Google Researchers discovered Meltdown and Spectre
Google researchers last year discovered the weakness, which gives hackers the ability to read data stored in the memory that had been thought to be secure. In a worst-case scenario, exposed data accessible by the hacker might include passwords and credit card details. The news leaked which sent companies scrambling to find a fix immediately. The security flaw affects Intel, AMD, and ARM processors.
The two named vulnerabilities are called “Meltdown” and “Spectre“. Meltdown allows a hacker to access the central memory of operating systems like Windows, Linux or MacOS. It can be repaired by applying a patch to the operating system. The second is Spectre does not rely on the operating system and therefore cannot be patched.
As reported in the Financial Times, Tod Breadsley, director of research at Rapid 7, says the flaws were among the most significant hardware vulnerabilities ever discovered. Despite this, he said it would be easier for hackers to use other ways to exploit sensitive data like emailing links to malicious software. These hardware vulnerabilities are more likely to be exploited by nation-state hackers.
Despite the seriousness of the vulnerability, Mr Breadsley said hackers would find traditional techniques easier for exploiting and accessing sensitive data, For instance, sending links to malicious software by email is much simpler than using this flaw in the hardware. Breadsley says the Meltdown and Spectre vulnerability would more likely be used by sophisticated nation-state hackers for espionage.
Installing patches and performance issues
Patches are either available or coming very soon for Linux, Windows, Apple MacOS and Google. Unfortunately, chip processor companies must also release updates to fully fix the security flaw. Intel released a statement recommending users “check with your operating system vendor or system manufacturer and apply any available updates as soon as they are available.” Unfortunately, according to a report from The Register, users that install the Microsoft patch could expect the performance of Intel chips to slow down by as much as 30%. Some applications will not have performance hits while others will be severely hit. Applications with repetitive processes like databases and analytics will be harder hit.

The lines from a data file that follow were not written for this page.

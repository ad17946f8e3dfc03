//! `SeaORM` Entity for account_movements table.
//!
//! Append-only: rows are never updated or deleted.

use sea_orm::entity::prelude::*;
use serde::{Deserialize, Serialize};

use super::sea_orm_active_enums::MovementType;

#[derive(Clone, Debug, PartialEq, DeriveEntityModel, Eq, Serialize, Deserialize)]
#[sea_orm(table_name = "account_movements")]
pub struct Model {
    #[sea_orm(primary_key)]
    pub id: i32,
    pub client_id: i32,
    pub movement_type: MovementType,
    #[sea_orm(column_type = "Decimal(Some((14, 2)))")]
    pub amount: Decimal,
    pub description: String,
    pub sale_id: Option<i32>,
    pub created_at: DateTimeWithTimeZone,
}

#[derive(Copy, Clone, Debug, EnumIter, DeriveRelation)]
pub enum Relation {
    #[sea_orm(
        belongs_to = "super::clients::Entity",
        from = "Column::ClientId",
        to = "super::clients::Column::Id"
    )]
    Clients,
}

impl Related<super::clients::Entity> for Entity {
    fn to() -> RelationDef {
        Relation::Clients.def()
    }
}

impl ActiveModelBehavior for ActiveModel {}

Cybersecurity professionals and firms need to be diligent ensuring all relevant security patches are installed as soon as possible. According to Katie Moussouris, founder and chief executive of Luta Security, hackers will be trying to exploit the flaws before patching is completed:
“I expect to see the weaponization of this in the organized
crime sphere very, very soon,” she said. “The criminals who
were attacking people with ransomware and bitcoin miners
will turn to using this to take over computers and steal
What you can you do?
To safeguard against the security flaw, you should ensure that you are up-to-date with security patches. Linux, Android, Apple’s MacOS, and Microsoft’s Windows 10 have all released fixes.
Currently, Spectre does not have an easy fix. The best way to safeguard against exploits is to check for regular updates to their operating systems issued by Microsoft, Apple, Linux and Google for computers and devices as they discover new Spectre-related attacks.
Initial results for the Meltdown and Spectre bugs indicate there are performance hits after patches are installed on various operating systems. Performance will improve as companies issue future updates. Also, as more developers contribute workaround and creative solutions to solve the flaw, improve will increase. For the time, it is better to be safe and secure than putting your system at risk to be exploited by hackers.
It is also advisable to get professional help for security professionals and firms due to the complexity and daily updates associated with the Meltdown and Spectre chip flaw.